New Mathematical Challenges from Molecular Biology and Genetics (09w5062)

Objectives

I. Phenomena in needs of models

1. Regulatory sequence and gene expression evolution.

Transcription factors bind to short sequences 6-9 letters long within
a few thousand nucleotides of the start of a gene. Much information
has accumulated about transcription factors and the sequences to which
they bind, but we are only starting to understand how they evolve and
how the mechanisms depend on the organisms population size. One
motivation for problem is to understand to what extent changes in gene
expression patterns contribute to differences between humans and
other primates. However, in order to understand microarray data
related to this question, one needs models for the change of
expression differences.

2. Gene Networks

Gene networks have traditionally been modeled by large systems of
differential equations. However, work of Albert and Other on the
segment polarity network in Drosophila, has shown that Boolean
networks with each gene simply on (1) or off (0) can produce very
accurate models. Understanding the wiring diagram of a particular
gene network is a difficult experimental problem, but mathematics can
add insights by studying random Boolean networks and the evolution of
idealized models.

3. Recombination Hot Spots

Recombination hot spots have been documented in various parts of the
genome by sperm typing experiments, but statistical study of
polymorphism data has suggested these may account for much of the
recombination that occurs. Mathematical work is needed to try to
obtain a rigorous understanding of the inference procedures. Some of
the well-documented hotspots in humans are not present in
chimpanzees. Others are present in some population samples but not in
others. Models are needed to study their evolution and help identify
mechanisms that govern the gain and loss of hotspots.

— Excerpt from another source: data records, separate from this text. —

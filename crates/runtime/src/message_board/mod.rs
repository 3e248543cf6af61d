//! Synchronous publish/subscribe bus between input handling and state changes.
//!
//! Components announce player (or computer) intents as [`BattleMessage`]s.
//! Listeners registered for a [`MessageType`] receive the message together
//! with the mutable [`BattleState`] and change it in place.
//!
//! Delivery happens inside [`MessageBoard::send_message`], in registration
//! order. A listener may send further messages; those are delivered before
//! the outer dispatch moves on to the next listener.

mod battle_action;
mod decision;
mod message;
mod popup;

use std::rc::Rc;

use tracing::trace;

use crate::error::Result;
use crate::state::BattleState;

pub use battle_action::BattleActionListener;
pub use decision::PlayerDecisionListener;
pub use message::{BattleMessage, MessageType};
pub use popup::PopupListener;

/// Reacts to messages of the types it was registered for.
pub trait MessageListener {
    /// Listener name for logging.
    fn name(&self) -> &'static str;

    fn receive_message(
        &self,
        board: &MessageBoard,
        state: &mut BattleState,
        message: &BattleMessage,
    ) -> Result<()>;
}

/// Registry of listeners keyed by message type.
#[derive(Default)]
pub struct MessageBoard {
    listeners: Vec<(MessageType, Rc<dyn MessageListener>)>,
}

impl MessageBoard {
    pub fn new() -> Self {
        Self::default()
    }

    pub fn add_listener(&mut self, listener: Rc<dyn MessageListener>, message_type: MessageType) {
        self.listeners.push((message_type, listener));
    }

    /// Registers one listener for several message types.
    pub fn add_listener_for_all(
        &mut self,
        listener: Rc<dyn MessageListener>,
        message_types: &[MessageType],
    ) {
        for message_type in message_types {
            self.add_listener(Rc::clone(&listener), *message_type);
        }
    }

    pub fn listener_count(&self, message_type: MessageType) -> usize {
        self.listeners
            .iter()
            .filter(|(registered, _)| *registered == message_type)
            .count()
    }

    /// Delivers `message` to every listener registered for its type.
    ///
    /// Stops at the first listener error.
    pub fn send_message(&self, state: &mut BattleState, message: BattleMessage) -> Result<()> {
        let message_type = message.message_type();
        trace!(
            target: "battle::message_board",
            message = %message_type,
            "dispatching message"
        );

        for (registered, listener) in &self.listeners {
            if *registered != message_type {
                continue;
            }
            trace!(
                target: "battle::message_board",
                message = %message_type,
                listener = listener.name(),
                "delivering message"
            );
            listener.receive_message(self, state, &message)?;
        }
        Ok(())
    }
}

#[cfg(test)]
mod tests {
    use std::cell::RefCell;

    use battle_core::{BattleConfig, MissionMap, ObjectRepository};

    use super::*;

    struct Recording {
        name: &'static str,
        log: Rc<RefCell<Vec<String>>>,
        forward: Option<BattleMessage>,
    }

    impl MessageListener for Recording {
        fn name(&self) -> &'static str {
            self.name
        }

        fn receive_message(
            &self,
            board: &MessageBoard,
            state: &mut BattleState,
            message: &BattleMessage,
        ) -> Result<()> {
            self.log
                .borrow_mut()
                .push(format!("{}:{}", self.name, message.message_type()));
            if let Some(forward) = &self.forward {
                board.send_message(state, forward.clone())?;
            }
            Ok(())
        }
    }

    fn state() -> BattleState {
        BattleState::new(BattleConfig::default(), ObjectRepository::new(), MissionMap::new(1, 1))
    }

    #[test]
    fn delivers_in_registration_order_and_nested_messages_first() {
        let log = Rc::new(RefCell::new(Vec::new()));
        let mut board = MessageBoard::new();
        board.add_listener(
            Rc::new(Recording {
                name: "first",
                log: Rc::clone(&log),
                forward: Some(BattleMessage::PlayerConfirmsAction),
            }),
            MessageType::PlayerEndsTurn,
        );
        board.add_listener(
            Rc::new(Recording {
                name: "second",
                log: Rc::clone(&log),
                forward: None,
            }),
            MessageType::PlayerEndsTurn,
        );
        board.add_listener(
            Rc::new(Recording {
                name: "nested",
                log: Rc::clone(&log),
                forward: None,
            }),
            MessageType::PlayerConfirmsAction,
        );

        board
            .send_message(&mut state(), BattleMessage::PlayerEndsTurn)
            .unwrap();

        assert_eq!(
            *log.borrow(),
            vec![
                "first:PLAYER_ENDS_TURN",
                "nested:PLAYER_CONFIRMS_ACTION",
                "second:PLAYER_ENDS_TURN",
            ]
        );
    }

    #[test]
    fn unregistered_messages_are_dropped() {
        let board = MessageBoard::new();
        assert_eq!(board.listener_count(MessageType::PlayerEndsTurn), 0);
        board
            .send_message(&mut state(), BattleMessage::BattleActionFinishesAnimation)
            .unwrap();
    }
}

II. Recent useful probabilistic methodology

A. Detecting adaptive evolution from patterns of genetic variability
is an old and important problem. Recent results in the probability
community have given new insights into the footprints that the
fixation of an adaptive mutation may have in nearby regions on the
chromosome. For example, see work of Durrett and Schweinsberg in the
context of finite population Moran models, and Etheridge, Pfaffelhuber
and Wakolbinger in the context of infinite population Fisher-Wright
models.

B. New coalescent models.

The coalescents with multiple and simultaneous multiple collisions
were invented more or less as a mathematical curiosity, but play an
important role in the developments mentioned in A, and have recently
found a new motivation in the study of marine species, where the
offspring distribution has heavy tails with infinite variance. These
features invalidate the use of Kingman's coalescent and the related
Ewens sampling formula. Recent work of Birkner, Blath, Capaldo,
Etheridge, Mohle, Schweinsberg and Wakolbinger have shown how beta
coalescents give the ancestry of heavy tailed branching processes,
extending the use of Kingman's coalescent in the case of finite
variance distributions. The coalescent has been adapted to the new
setting and some first steps have been taken toward understanding
properties of samples for example in recent preprints by Birkner and
Blath and also work of J. Berestycki, N. Berestycki and
J. Schweinsberg.

C. Implications of Spatial Structure.

The stepping stone model has been studied for more than 50 years, but
the last five have seen new results from probabilists which show that
"isolation by distance" in the human population shape patterns of
variability in the human genome (see, for example, recent work in
"Genetics" by Matsen and Wakely and also Arkendra and Durrett).
These results raise questions about the validity of tests of positive
selection and accuracy of recombination estimates in 2 above made on
the basis of a model that assumes that the human population is
homogeneously mixing. In the other direction, new theoretical work is
needed to understand what dispersal rates and kernels will cause a
system to behave like a homogeneously mixing population.